Anlatmak yasak
Sansür bazen öyle bir noktaya gelir ki daha ortada eser yokken ya bir gece vakti ya da sabahın kör bir karanlığında kapısı aşındırılır birçok şairin, ozanın, yazanın.
Fotoğraf: Pexels
Tarık ÖZYILDIRIM
Albert Camus, “Sanat, aykırı ve başkaldırıyı beraberinde taşır” der. Evet, sanat bir başkaldırı ürünüdür. Yalnız unutmamalıyız ki aykırılığın, başkaldırının olduğu her yerde ilk sansür ve yasaklar çiçek açar gövdesindeki bütün dikenleriyle ve bu dikenler sanatı, edebiyatı, şiiri, romanı sansür cehennemine çevirir. İktidarların ve egemenlerin kulak tırmalayan sesi, Tevfik Fikret’in “Fikri Hür” dediği noktada devreye girer ve kulaklarımızda çınlar. Çünkü fikir ve hürriyet kol kola girerse egemenler için tehlike çanları bütün şiddetiyle çalar. Bilirler ki fikirlerin özgürce ortaya konması, onların gözünde aykırılığın yoldaşıdır ve bu yoldaşlık yazarlar, ozanlar için yasaklara, sansürlere gebedir.
Sansür bazen öyle bir noktaya gelir ki daha ortada eser yokken ya bir gece vakti ya da sabahın kör bir karanlığında kapısı aşındırılır birçok şairin, ozanın, yazanın. Mimlidir çünkü haylaz kalemimiz. Suçu... Suçu ne mi? Dedim ya önceden bellidir ve “Yaz kızım” devreye girer: Halkı isyana teşvik, halk içerisinde sınıf farkı yaratmak, ahlaka aykırı hakaret etmek...
‘AÇLARIN GÖZ BEBEKLERİ’NDEN ‘MECBUR İNSAN’A
Osmanlı’dan günümüze nice ozanlar; sansürle, yasaklarla hemhal olurlar. Kimi canıyla kimi mahpusluğuyla bedelin en ağırını öder. Nefi’den, Seyrani’ye; Pir Sultan Abdal’dan Yunus’a... Sonra mı? Sonrasında da değişen bir şey yoktur. Ozan vardır, yazan vardır. E tabii ki sansür ve yasak da onlara eşlik edecektir.
Kitapları bir bir toplatılan Nâzım Hikmet, sansür rekoruna doymaz.
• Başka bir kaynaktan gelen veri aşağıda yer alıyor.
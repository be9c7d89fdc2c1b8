//! Integration tests for the analysis pipeline
//!
//! These tests use wiremock to stand in for the audited site and for the
//! performance, off-page and AI providers.

use serde_json::json;
use site_auditor::config::{Config, ProviderConfig};
use site_auditor::history::{HistoryStore, JsonFileHistory};
use site_auditor::recommend::{build_recommendations, RecommendationCategory};
use site_auditor::{AnalysisOrchestrator, AnalysisRequest};
use std::sync::Arc;
use std::time::Duration;
use tempfile::TempDir;
use tokio_util::sync::CancellationToken;
use wiremock::matchers::{header, method, path, query_param};
use wiremock::{Mock, MockServer, ResponseTemplate};

const PAGE: &str = r##"<!DOCTYPE html>
<html lang="en">
<head>
  <title>Acme Widgets - Handmade widgets since 1990</title>
  <meta name="description" content="Acme builds durable handmade widgets for workshops, schools and hobbyists, shipped worldwide within two days.">
  <meta name="viewport" content="width=device-width, initial-scale=1">
  <link rel="canonical" href="/">
  <meta property="og:title" content="Acme Widgets">
  <meta name="twitter:card" content="summary">
  <script type="application/ld+json">{"@context": "https://schema.org", "@type": "Organization", "name": "Acme"}</script>
</head>
<body>
  <a href="#main">Skip to content</a>
  <header><nav><a href="/ok">Products</a> <a href="/missing">Old page</a> <a href="/no-head">About</a></nav></header>
  <main id="main">
    <h1>Acme Widgets</h1>
    <h2>Catalogue</h2>
    <img src="/a.png" alt="A widget">
    <img src="/b.png">
    <form><label for="email">Email</label><input id="email" type="email"><input type="text" name="unlabeled"></form>
  </main>
  <footer>Acme</footer>
</body>
</html>"##;

fn lighthouse_body() -> serde_json::Value {
    json!({
        "lighthouseResult": {
            "categories": {"performance": {"score": 0.82}},
            "audits": {
                "largest-contentful-paint": {"numericValue": 2100.0},
                "first-contentful-paint": {"numericValue": 1200.0},
                "total-blocking-time": {"numericValue": 150.0},
                "cumulative-layout-shift": {"numericValue": 0.05},
                "render-blocking-resources": {
                    "title": "Eliminate render-blocking resources",
                    "score": 0.4,
                    "details": {"type": "opportunity", "overallSavingsMs": 640.0}
                }
            }
        }
    })
}

async fn mount_site(server: &MockServer) {
    Mock::given(method("GET"))
        .and(path("/"))
        .respond_with(
            ResponseTemplate::new(200)
                .set_body_string(PAGE)
                .insert_header("content-type", "text/html"),
        )
        .mount(server)
        .await;

    Mock::given(method("HEAD"))
        .and(path("/ok"))
        .respond_with(ResponseTemplate::new(200))
        .mount(server)
        .await;

    Mock::given(method("HEAD"))
        .and(path("/missing"))
        .respond_with(ResponseTemplate::new(404))
        .mount(server)
        .await;

    Mock::given(method("HEAD"))
        .and(path("/no-head"))
        .respond_with(ResponseTemplate::new(405))
        .mount(server)
        .await;

    Mock::given(method("GET"))
        .and(path("/no-head"))
        .respond_with(ResponseTemplate::new(200))
        .mount(server)
        .await;
}

fn test_config(history_dir: &TempDir) -> Config {
    let mut config = Config::default();
    config.history.path = history_dir
        .path()
        .join("history.json")
        .to_string_lossy()
        .into_owned();
    config.analysis.fast_timeout_secs = 2;
    config.analysis.deep_timeout_secs = 2;
    config
}

fn provider(base_url: String) -> ProviderConfig {
    ProviderConfig {
        api_key: Some("test-key".to_string()),
        base_url: Some(base_url),
        ..Default::default()
    }
}

#[tokio::test]
async fn test_timeout_yields_unreachable_result() {
    let site = MockServer::start().await;
    Mock::given(method("GET"))
        .respond_with(ResponseTemplate::new(200).set_delay(Duration::from_secs(5)))
        .mount(&site)
        .await;

    let dir = TempDir::new().unwrap();
    let mut config = test_config(&dir);
    config.analysis.fast_timeout_secs = 1;
    let orchestrator = AnalysisOrchestrator::new(&config).unwrap();

    let result = orchestrator
        .analyze(&AnalysisRequest::fast(site.uri()), false, &CancellationToken::new())
        .await
        .unwrap();

    assert_eq!(result.network.status_code, 0);
    assert!(result.network.error_message.is_some());
    assert_eq!(result.score.speed, 0);

    let recommendations = build_recommendations(&result);
    let first = &recommendations[0];
    assert_eq!(first.category, RecommendationCategory::Network);
    assert!(first.title.to_lowercase().contains("unreachable"));
}

#[tokio::test]
async fn test_fast_analysis_of_full_page() {
    let site = MockServer::start().await;
    mount_site(&site).await;

    let dir = TempDir::new().unwrap();
    let orchestrator = AnalysisOrchestrator::new(&test_config(&dir)).unwrap();

    let result = orchestrator
        .analyze(&AnalysisRequest::fast(site.uri()), false, &CancellationToken::new())
        .await
        .unwrap();

    assert_eq!(result.network.status_code, 200);
    let seo = &result.seo;
    assert_eq!(seo.title.as_deref(), Some("Acme Widgets - Handmade widgets since 1990"));
    assert_eq!(seo.h1_count, 1);
    assert_eq!(seo.h2_count, 1);
    assert_eq!(seo.structured_data_count, 1);
    assert_eq!(seo.structured_data_types, vec!["Organization".to_string()]);
    assert!(seo.has_language_attribute);
    assert!(seo.has_skip_link);
    assert_eq!(seo.landmark_count, 4);
    assert_eq!(seo.image_count, 2);
    assert_eq!(seo.images_without_alt, 1);
    assert_eq!(seo.unlabeled_form_controls, 1);
    assert!(seo.has_open_graph);
    assert!(seo.has_twitter_card);
    assert!(seo.is_indexable);
    assert!(!seo.is_https);

    // only /missing is broken; /no-head recovers through GET
    assert_eq!(seo.broken_link_count, 1);
    assert!(seo.broken_links[0].url.ends_with("/missing"));
    assert_eq!(seo.broken_links[0].status_code, 404);
    assert!(seo.broken_links[0].is_internal);

    // fast mode never calls the performance or off-page providers
    assert!(result.performance.is_none());
    assert!(result.off_page_seo.is_none());
    assert!(result.ai_insights.is_none());

    assert!(result.score.seo > 0 && result.score.seo <= 100);
    assert!(result.score.speed > 0);
}

#[tokio::test]
async fn test_deep_analysis_with_providers() {
    let site = MockServer::start().await;
    mount_site(&site).await;

    let providers = MockServer::start().await;
    Mock::given(method("GET"))
        .and(path("/perf"))
        .and(query_param("key", "test-key"))
        .and(query_param("category", "performance"))
        .respond_with(ResponseTemplate::new(200).set_body_json(lighthouse_body()))
        .mount(&providers)
        .await;

    Mock::given(method("GET"))
        .and(path("/off-page"))
        .and(header("authorization", "Bearer test-key"))
        .respond_with(ResponseTemplate::new(200).set_body_json(json!({
            "result": {"domain_authority": 42, "backlinks": "1500", "referring_domains": 80}
        })))
        .mount(&providers)
        .await;

    Mock::given(method("POST"))
        .and(path("/v1/chat/completions"))
        .respond_with(ResponseTemplate::new(200).set_body_json(json!({
            "choices": [{"message": {"content": "## Performance\n- [ ] Inline critical CSS\n\n## SEO\n- [ ] Label every form field\n"}}]
        })))
        .mount(&providers)
        .await;

    let dir = TempDir::new().unwrap();
    let mut config = test_config(&dir);
    config.performance = provider(format!("{}/perf", providers.uri()));
    config.off_page = provider(format!("{}/off-page", providers.uri()));
    config.ai = provider(format!("{}/v1", providers.uri()));
    let orchestrator = AnalysisOrchestrator::new(&config).unwrap();

    let result = orchestrator
        .analyze(&AnalysisRequest::deep(site.uri()), false, &CancellationToken::new())
        .await
        .unwrap();

    let performance = result.performance.as_ref().expect("performance data");
    let mobile = performance.mobile.as_ref().expect("mobile channel");
    assert_eq!(mobile.score, Some(82));
    assert_eq!(mobile.largest_contentful_paint_ms, Some(2100.0));
    assert!(performance.desktop.is_some());
    assert_eq!(
        performance.top_suggestion().map(|s| s.title.as_str()),
        Some("Eliminate render-blocking resources")
    );

    let off_page = result.off_page_seo.as_ref().expect("off-page data");
    assert_eq!(off_page.domain_authority, Some(42.0));
    assert_eq!(off_page.backlinks, Some(1500));
    assert_eq!(off_page.referring_domains, Some(80));

    let insights = result.ai_insights.as_ref().expect("ai insights");
    let sections = insights.checklist();
    assert_eq!(sections.len(), 2);
    assert_eq!(sections[0].title, "Performance");
    assert_eq!(sections[1].items, vec!["Label every form field".to_string()]);

    // all lab metrics are in the "good" range
    assert_eq!(result.score.speed, 100);

    let recommendations = build_recommendations(&result);
    assert!(recommendations
        .iter()
        .any(|r| r.title == "Eliminate render-blocking resources"));
}

#[tokio::test]
async fn test_provider_outage_does_not_fail_analysis() {
    let site = MockServer::start().await;
    mount_site(&site).await;

    let providers = MockServer::start().await;
    Mock::given(method("GET"))
        .respond_with(ResponseTemplate::new(500).set_body_string("upstream down"))
        .mount(&providers)
        .await;
    Mock::given(method("POST"))
        .respond_with(ResponseTemplate::new(200).set_body_json(json!({"choices": []})))
        .mount(&providers)
        .await;

    let dir = TempDir::new().unwrap();
    let mut config = test_config(&dir);
    config.performance = provider(format!("{}/perf", providers.uri()));
    config.off_page = provider(format!("{}/off-page", providers.uri()));
    config.ai = provider(providers.uri());
    let orchestrator = AnalysisOrchestrator::new(&config).unwrap();

    let result = orchestrator
        .analyze(&AnalysisRequest::deep(site.uri()), false, &CancellationToken::new())
        .await
        .unwrap();

    assert_eq!(result.network.status_code, 200);
    assert!(result.performance.is_none());
    assert!(result.off_page_seo.is_none());
    assert!(result.ai_insights.is_none());
}

#[tokio::test]
async fn test_fast_mode_checks_at_most_ten_links() {
    let site = MockServer::start().await;
    let anchors: String = (0..25)
        .map(|i| format!(r#"<a href="/page-{}">Page {}</a>"#, i, i))
        .collect();
    Mock::given(method("GET"))
        .and(path("/"))
        .respond_with(
            ResponseTemplate::new(200)
                .set_body_string(format!("<html><body>{}</body></html>", anchors)),
        )
        .mount(&site)
        .await;
    Mock::given(method("HEAD"))
        .respond_with(ResponseTemplate::new(200))
        .mount(&site)
        .await;

    let dir = TempDir::new().unwrap();
    let orchestrator = AnalysisOrchestrator::new(&test_config(&dir)).unwrap();

    let result = orchestrator
        .analyze(&AnalysisRequest::fast(site.uri()), false, &CancellationToken::new())
        .await
        .unwrap();
    assert_eq!(result.seo.internal_link_count, 25);
    assert_eq!(result.seo.broken_link_count, 0);

    let requests = site.received_requests().await.unwrap();
    let link_checks = requests
        .iter()
        .filter(|r| r.method.to_string().eq_ignore_ascii_case("HEAD"))
        .count();
    assert_eq!(link_checks, 10);
}

#[tokio::test]
async fn test_noindex_header_marks_page_not_indexable() {
    let site = MockServer::start().await;
    Mock::given(method("GET"))
        .and(path("/"))
        .respond_with(
            ResponseTemplate::new(200)
                .set_body_string("<html><head><title>Private</title></head><body></body></html>")
                .insert_header("x-robots-tag", "noindex"),
        )
        .mount(&site)
        .await;

    let dir = TempDir::new().unwrap();
    let orchestrator = AnalysisOrchestrator::new(&test_config(&dir)).unwrap();

    let result = orchestrator
        .analyze(&AnalysisRequest::fast(site.uri()), false, &CancellationToken::new())
        .await
        .unwrap();

    assert!(!result.seo.is_indexable);
    let recommendations = build_recommendations(&result);
    assert!(recommendations.iter().any(|r| r.title == "Page is not indexable"));
}

#[tokio::test]
async fn test_history_round_trip() {
    let site = MockServer::start().await;
    mount_site(&site).await;

    let dir = TempDir::new().unwrap();
    let history_path = dir.path().join("history.json");
    let history = Arc::new(JsonFileHistory::new(&history_path));
    let orchestrator = AnalysisOrchestrator::new(&test_config(&dir))
        .unwrap()
        .with_history(history.clone());
    let cancel = CancellationToken::new();

    let first = orchestrator
        .analyze(&AnalysisRequest::fast(site.uri()), true, &cancel)
        .await
        .unwrap();
    let second = orchestrator
        .analyze(&AnalysisRequest::fast(site.uri()), true, &cancel)
        .await
        .unwrap();

    let records = history.get_history(&site.uri()).unwrap();
    assert_eq!(records.len(), 2);
    assert_eq!(records[0].checked_at, second.checked_at);
    assert_eq!(records[1].checked_at, first.checked_at);
    assert_eq!(records[0].overall_score, second.score.overall);
    assert_eq!(records[0].broken_link_count, 1);

    assert!(history_path.exists());
    let latest = history.get_latest(&site.uri()).unwrap().unwrap();
    assert_eq!(latest, records[0]);
}

#[tokio::test]
async fn test_history_not_written_unless_requested() {
    let site = MockServer::start().await;
    mount_site(&site).await;

    let dir = TempDir::new().unwrap();
    let config = test_config(&dir);
    let orchestrator = AnalysisOrchestrator::new(&config).unwrap();

    orchestrator
        .analyze(&AnalysisRequest::fast(site.uri()), false, &CancellationToken::new())
        .await
        .unwrap();

    assert!(!std::path::Path::new(&config.history.path).exists());
    assert!(orchestrator.history().get_history(&site.uri()).unwrap().is_empty());
}

#[tokio::test]
async fn test_cancellation_during_fetch() {
    let site = MockServer::start().await;
    Mock::given(method("GET"))
        .respond_with(ResponseTemplate::new(200).set_delay(Duration::from_secs(5)))
        .mount(&site)
        .await;

    let dir = TempDir::new().unwrap();
    let mut config = test_config(&dir);
    config.analysis.fast_timeout_secs = 30;
    let orchestrator = AnalysisOrchestrator::new(&config).unwrap();

    let cancel = CancellationToken::new();
    let trigger = cancel.clone();
    tokio::spawn(async move {
        tokio::time::sleep(Duration::from_millis(100)).await;
        trigger.cancel();
    });

    let started = std::time::Instant::now();
    let result = orchestrator
        .analyze(&AnalysisRequest::fast(site.uri()), false, &cancel)
        .await;

    assert!(matches!(result, Err(site_auditor::AuditError::Cancelled)));
    assert!(started.elapsed() < Duration::from_secs(3));
}
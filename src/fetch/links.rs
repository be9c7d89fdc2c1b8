//! Link-health checking
//!
//! Probes a bounded sample of links concurrently. Each link is checked in
//! its own task behind a counting semaphore, so a slow or dead host only
//! ever affects its own entry in the result.

use crate::model::{AnalysisMode, BrokenLink};
use crate::url::is_internal_link;
use crate::AuditError;
use reqwest::{Client, StatusCode};
use std::collections::HashSet;
use std::sync::Arc;
use std::time::Duration;
use tokio::sync::Semaphore;
use tokio::task::JoinSet;
use tokio_util::sync::CancellationToken;
use url::Url;

/// Checks sampled links and reports the broken ones
#[derive(Debug, Clone)]
pub struct LinkHealthChecker {
    client: Client,
}

impl LinkHealthChecker {
    pub fn new(client: Client) -> Self {
        Self { client }
    }

    /// Returns the broken links among the first N unique candidates
    ///
    /// Candidates are deduplicated case-insensitively (first occurrence
    /// wins) and capped by the mode's sample size. The result lists
    /// internal links first, then sorts by URL.
    ///
    /// # Errors
    ///
    /// Only `AuditError::Cancelled`; individual link failures are data.
    pub async fn find_broken_links(
        &self,
        site: &Url,
        links: &[String],
        mode: AnalysisMode,
        cancel: &CancellationToken,
    ) -> Result<Vec<BrokenLink>, AuditError> {
        let sample = sample_links(links, mode.link_sample_size());
        if sample.is_empty() {
            return Ok(Vec::new());
        }

        tracing::debug!(
            "Checking {} of {} links with concurrency {}",
            sample.len(),
            links.len(),
            mode.link_concurrency()
        );

        let gate = Arc::new(Semaphore::new(mode.link_concurrency()));
        let timeout = mode.link_timeout();
        let mut tasks = JoinSet::new();

        for link in sample {
            let client = self.client.clone();
            let gate = Arc::clone(&gate);
            tasks.spawn(async move {
                // The semaphore is never closed, so acquisition only fails on shutdown.
                let _permit = gate.acquire_owned().await.ok()?;
                check_link(&client, link, timeout).await
            });
        }

        let mut broken = Vec::new();
        loop {
            let joined = tokio::select! {
                biased;
                _ = cancel.cancelled() => {
                    tasks.abort_all();
                    return Err(AuditError::Cancelled);
                }
                joined = tasks.join_next() => joined,
            };

            match joined {
                None => break,
                Some(Ok(Some(mut link))) => {
                    link.is_internal = is_internal_link(site, &link.url);
                    broken.push(link);
                }
                Some(Ok(None)) => {}
                Some(Err(e)) => tracing::warn!("Link check task failed: {}", e),
            }
        }

        sort_broken_links(&mut broken);
        Ok(broken)
    }
}

/// Deduplicates case-insensitively, drops blanks and keeps the first `cap`
fn sample_links(links: &[String], cap: usize) -> Vec<String> {
    let mut seen = HashSet::new();
    links
        .iter()
        .map(|l| l.trim())
        .filter(|l| !l.is_empty())
        .filter(|l| seen.insert(l.to_lowercase()))
        .take(cap)
        .map(str::to_string)
        .collect()
}

/// Checks one link: HEAD first, GET when HEAD is not allowed
///
/// Returns `Some` when the link is broken. `is_internal` is filled in by
/// the caller.
async fn check_link(client: &Client, link: String, timeout: Duration) -> Option<BrokenLink> {
    let head = client.head(&link).timeout(timeout).send().await;

    let response = match head {
        Ok(resp) if resp.status() == StatusCode::METHOD_NOT_ALLOWED => {
            client.get(&link).timeout(timeout).send().await
        }
        other => other,
    };

    match response {
        Ok(resp) if resp.status().is_success() => None,
        Ok(resp) => {
            let status = resp.status();
            tracing::debug!("Broken link {} -> HTTP {}", link, status.as_u16());
            Some(BrokenLink {
                url: link,
                is_internal: false,
                status_code: status.as_u16(),
                reason: status.canonical_reason().map(str::to_string),
            })
        }
        Err(e) => {
            tracing::debug!("Broken link {} -> {}", link, e);
            Some(BrokenLink {
                url: link,
                is_internal: false,
                status_code: 0,
                reason: Some(e.to_string()),
            })
        }
    }
}

/// Internal links first, then alphabetical by URL
fn sort_broken_links(links: &mut [BrokenLink]) {
    links.sort_by(|a, b| {
        b.is_internal
            .cmp(&a.is_internal)
            .then_with(|| a.url.cmp(&b.url))
    });
}
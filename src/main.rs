//! Site-Auditor main entry point
//!
//! This is the command-line interface for the Site-Auditor single-page audit.

use anyhow::Context;
use clap::Parser;
use site_auditor::config::{load_config_with_hash, Config};
use site_auditor::output::{print_history, print_report, write_markdown_report};
use site_auditor::recommend::build_recommendations;
use site_auditor::{AnalysisMode, AnalysisOrchestrator, AnalysisRequest, AuditError};
use std::path::PathBuf;
use tokio_util::sync::CancellationToken;
use tracing_subscriber::EnvFilter;

/// Site-Auditor: performance, SEO and accessibility audit for one URL
///
/// Fetches the page, inspects its markup, probes a sample of its links and,
/// when providers are configured, adds lab performance metrics, off-page
/// authority data and AI-written action items.
#[derive(Parser, Debug)]
#[command(name = "site-auditor")]
#[command(version)]
#[command(about = "Performance, SEO and accessibility audit for a single URL", long_about = None)]
struct Cli {
    /// URL to audit; the scheme defaults to https
    #[arg(value_name = "URL")]
    url: String,

    /// Path to TOML configuration file
    #[arg(short, long, value_name = "FILE")]
    config: Option<PathBuf>,

    /// Analysis mode: fast or deep
    #[arg(short, long, default_value = "fast")]
    mode: AnalysisMode,

    /// Append the result to the scan history file
    #[arg(long, conflicts_with = "history")]
    save_history: bool,

    /// Print the result as JSON instead of a report
    #[arg(long)]
    json: bool,

    /// Write a Markdown report to this file
    #[arg(long, value_name = "FILE", conflicts_with = "history")]
    report: Option<PathBuf>,

    /// Show stored scan history for the URL and exit
    #[arg(long)]
    history: bool,

    /// Increase logging verbosity (-v, -vv, -vvv)
    #[arg(short, long, action = clap::ArgAction::Count)]
    verbose: u8,

    /// Suppress non-error output
    #[arg(short, long, conflicts_with = "verbose")]
    quiet: bool,
}

#[tokio::main]
async fn main() -> Result<(), Box<dyn std::error::Error>> {
    let cli = Cli::parse();

    setup_logging(cli.verbose, cli.quiet);

    let config = load_configuration(cli.config.as_ref())?;
    let orchestrator = AnalysisOrchestrator::new(&config).context("Failed to set up the analyzer")?;

    if cli.history {
        handle_history(&orchestrator, &cli)?;
    } else {
        handle_analyze(&orchestrator, &cli).await?;
    }

    Ok(())
}

/// Sets up the logging/tracing subscriber based on verbosity level
fn setup_logging(verbose: u8, quiet: bool) {
    let filter = if quiet {
        EnvFilter::new("error")
    } else {
        match verbose {
            0 => EnvFilter::new("site_auditor=info,warn"),
            1 => EnvFilter::new("site_auditor=debug,info"),
            2 => EnvFilter::new("site_auditor=trace,debug"),
            _ => EnvFilter::new("trace"),
        }
    };

    // Logs go to stderr so `--json` output stays machine readable.
    tracing_subscriber::fmt()
        .with_env_filter(filter)
        .with_writer(std::io::stderr)
        .with_target(false)
        .with_thread_ids(false)
        .with_file(false)
        .init();
}

fn load_configuration(path: Option<&PathBuf>) -> anyhow::Result<Config> {
    let Some(path) = path else {
        tracing::debug!("No configuration file given, using defaults");
        return Ok(Config::default());
    };

    tracing::info!("Loading configuration from: {}", path.display());
    let (config, hash) = load_config_with_hash(path)
        .with_context(|| format!("Failed to load configuration from {}", path.display()))?;
    tracing::info!("Configuration loaded successfully (hash: {})", hash);
    Ok(config)
}

/// Handles the --history mode: prints stored records for the URL
fn handle_history(orchestrator: &AnalysisOrchestrator, cli: &Cli) -> anyhow::Result<()> {
    let records = orchestrator
        .history()
        .get_history(&cli.url)
        .context("Failed to read scan history")?;

    if cli.json {
        println!("{}", serde_json::to_string_pretty(&records)?);
    } else {
        print_history(&cli.url, &records);
    }
    Ok(())
}

/// Handles the main analysis; Ctrl-C cancels it
async fn handle_analyze(orchestrator: &AnalysisOrchestrator, cli: &Cli) -> anyhow::Result<()> {
    let cancel = CancellationToken::new();
    let interrupt = cancel.clone();
    tokio::spawn(async move {
        if tokio::signal::ctrl_c().await.is_ok() {
            tracing::warn!("Interrupt received, cancelling analysis");
            interrupt.cancel();
        }
    });

    let request = AnalysisRequest::new(cli.url.clone(), cli.mode);
    let result = match orchestrator.analyze(&request, cli.save_history, &cancel).await {
        Ok(result) => result,
        Err(AuditError::Cancelled) => anyhow::bail!("Analysis cancelled"),
        Err(e) => return Err(e).context("Analysis failed"),
    };
    let recommendations = build_recommendations(&result);

    if let Some(path) = &cli.report {
        write_markdown_report(&result, &recommendations, path)
            .with_context(|| format!("Failed to write report to {}", path.display()))?;
        tracing::info!("Report written to {}", path.display());
    }

    if cli.json {
        let output = serde_json::json!({
            "result": result,
            "recommendations": recommendations,
        });
        println!("{}", serde_json::to_string_pretty(&output)?);
    } else if !cli.quiet {
        print_report(&result, &recommendations);
    }

    Ok(())
}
E be Nâzım, “Açların Göz Bebekleri”ni anlatacağına kalemini güzel şeylere dokundursaydın, kim ne diyecekti? Karanlıkları, aydınlığa çıkarmadan bıraksaydın; kuşlardan, börtü böcekten bahsetseydin, söyle kim ne diyecekti?
Aziz Nesin ya sen ekmeğini kazanmak için onlarca takma adla hikayeler yazmana ne gerek vardı? Neymiş, mizahla halkı uyandıracakmış, sis çanı olacakmış halka. “İçimizdeki Zübük”leri bulup ortaya çıkaracakmış. Ya Sabahattin Ali, sana ne demeli? Markopaşalara, Sırça Köşklere, Kuyucaklı Yusuflara ne gerek vardı? Neymiş efendim, yazdıklarıyla egemenlerin, sömürenlerin sırça köşklerini başlarına yıkacakmış. Oysa suya sabuna dokunmasaydın bir ağacın dibinde öldürülmeden önce katline ferman yazılır mıydı?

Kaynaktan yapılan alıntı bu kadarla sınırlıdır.